(EXERCISE INPUT)
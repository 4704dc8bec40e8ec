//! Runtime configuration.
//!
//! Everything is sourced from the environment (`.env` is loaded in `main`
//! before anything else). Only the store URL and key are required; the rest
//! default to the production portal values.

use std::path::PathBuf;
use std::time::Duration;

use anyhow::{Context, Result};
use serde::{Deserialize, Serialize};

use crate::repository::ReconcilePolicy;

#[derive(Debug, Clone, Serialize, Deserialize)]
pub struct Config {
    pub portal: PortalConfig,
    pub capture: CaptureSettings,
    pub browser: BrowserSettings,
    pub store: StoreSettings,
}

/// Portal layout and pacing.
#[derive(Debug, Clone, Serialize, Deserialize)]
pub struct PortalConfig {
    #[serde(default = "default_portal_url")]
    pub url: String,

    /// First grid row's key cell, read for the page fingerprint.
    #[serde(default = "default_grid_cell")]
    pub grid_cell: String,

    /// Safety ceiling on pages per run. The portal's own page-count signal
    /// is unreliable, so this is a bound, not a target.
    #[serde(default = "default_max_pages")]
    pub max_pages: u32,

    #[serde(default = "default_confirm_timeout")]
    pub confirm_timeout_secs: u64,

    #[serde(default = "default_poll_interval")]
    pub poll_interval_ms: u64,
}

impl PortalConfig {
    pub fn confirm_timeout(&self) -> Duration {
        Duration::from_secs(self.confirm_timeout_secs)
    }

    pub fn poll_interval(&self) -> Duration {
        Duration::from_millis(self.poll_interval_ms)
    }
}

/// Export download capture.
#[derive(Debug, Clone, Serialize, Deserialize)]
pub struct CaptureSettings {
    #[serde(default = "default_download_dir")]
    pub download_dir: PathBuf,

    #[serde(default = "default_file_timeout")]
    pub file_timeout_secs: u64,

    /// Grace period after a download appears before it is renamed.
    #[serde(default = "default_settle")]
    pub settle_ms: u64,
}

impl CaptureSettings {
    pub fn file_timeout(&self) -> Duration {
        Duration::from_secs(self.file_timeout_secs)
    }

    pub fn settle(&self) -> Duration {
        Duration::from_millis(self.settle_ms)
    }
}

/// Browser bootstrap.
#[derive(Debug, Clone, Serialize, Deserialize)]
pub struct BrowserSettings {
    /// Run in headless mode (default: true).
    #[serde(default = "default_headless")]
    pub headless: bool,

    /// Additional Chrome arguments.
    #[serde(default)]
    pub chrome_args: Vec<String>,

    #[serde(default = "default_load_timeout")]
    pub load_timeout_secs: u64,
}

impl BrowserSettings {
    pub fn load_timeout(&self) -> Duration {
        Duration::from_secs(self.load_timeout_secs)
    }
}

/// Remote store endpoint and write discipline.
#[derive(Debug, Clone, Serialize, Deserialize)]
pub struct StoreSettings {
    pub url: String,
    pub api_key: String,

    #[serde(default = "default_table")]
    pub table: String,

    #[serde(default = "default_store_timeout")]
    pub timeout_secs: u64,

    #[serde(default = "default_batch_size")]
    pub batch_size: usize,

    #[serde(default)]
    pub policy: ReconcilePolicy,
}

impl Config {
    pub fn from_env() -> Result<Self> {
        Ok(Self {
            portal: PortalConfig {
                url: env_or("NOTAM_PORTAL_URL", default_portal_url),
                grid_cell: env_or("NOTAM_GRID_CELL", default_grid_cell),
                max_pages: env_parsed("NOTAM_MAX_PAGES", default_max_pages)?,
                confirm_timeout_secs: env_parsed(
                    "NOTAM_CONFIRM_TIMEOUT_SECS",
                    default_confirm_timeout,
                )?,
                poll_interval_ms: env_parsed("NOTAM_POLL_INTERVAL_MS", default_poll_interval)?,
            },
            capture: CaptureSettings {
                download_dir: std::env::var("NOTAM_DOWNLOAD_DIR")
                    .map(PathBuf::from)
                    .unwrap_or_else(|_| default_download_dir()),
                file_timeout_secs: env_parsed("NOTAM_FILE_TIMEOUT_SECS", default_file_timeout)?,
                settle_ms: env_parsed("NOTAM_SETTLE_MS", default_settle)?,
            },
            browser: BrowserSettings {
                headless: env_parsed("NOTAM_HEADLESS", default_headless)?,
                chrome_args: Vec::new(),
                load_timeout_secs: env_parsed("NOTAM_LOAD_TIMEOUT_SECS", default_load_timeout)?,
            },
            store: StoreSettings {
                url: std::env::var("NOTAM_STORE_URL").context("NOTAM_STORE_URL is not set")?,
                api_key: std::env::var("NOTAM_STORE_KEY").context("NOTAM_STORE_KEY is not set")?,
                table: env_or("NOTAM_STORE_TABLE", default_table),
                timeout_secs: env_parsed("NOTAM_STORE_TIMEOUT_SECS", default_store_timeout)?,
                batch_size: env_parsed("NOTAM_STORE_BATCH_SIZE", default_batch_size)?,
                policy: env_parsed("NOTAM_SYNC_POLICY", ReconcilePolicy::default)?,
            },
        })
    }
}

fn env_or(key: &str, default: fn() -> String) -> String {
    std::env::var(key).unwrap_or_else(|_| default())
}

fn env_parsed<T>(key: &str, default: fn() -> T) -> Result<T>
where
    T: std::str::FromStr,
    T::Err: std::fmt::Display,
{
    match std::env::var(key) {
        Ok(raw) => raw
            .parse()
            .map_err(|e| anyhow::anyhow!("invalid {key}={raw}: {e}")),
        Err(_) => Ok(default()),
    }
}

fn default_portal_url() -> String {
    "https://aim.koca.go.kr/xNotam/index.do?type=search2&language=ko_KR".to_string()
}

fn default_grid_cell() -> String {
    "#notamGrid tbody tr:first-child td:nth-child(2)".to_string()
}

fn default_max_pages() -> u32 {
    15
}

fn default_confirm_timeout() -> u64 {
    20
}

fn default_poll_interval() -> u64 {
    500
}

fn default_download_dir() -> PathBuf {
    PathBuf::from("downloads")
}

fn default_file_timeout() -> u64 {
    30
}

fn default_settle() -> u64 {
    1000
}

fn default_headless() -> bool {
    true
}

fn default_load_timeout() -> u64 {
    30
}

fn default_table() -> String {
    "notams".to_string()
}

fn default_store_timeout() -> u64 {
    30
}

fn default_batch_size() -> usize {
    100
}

(TRY IT)
From the entries above, extract every line where the word "CaptureSettings" appears.

(TASK RESPONSE)
    pub capture: CaptureSettings,
pub struct CaptureSettings {
impl CaptureSettings {
            capture: CaptureSettings {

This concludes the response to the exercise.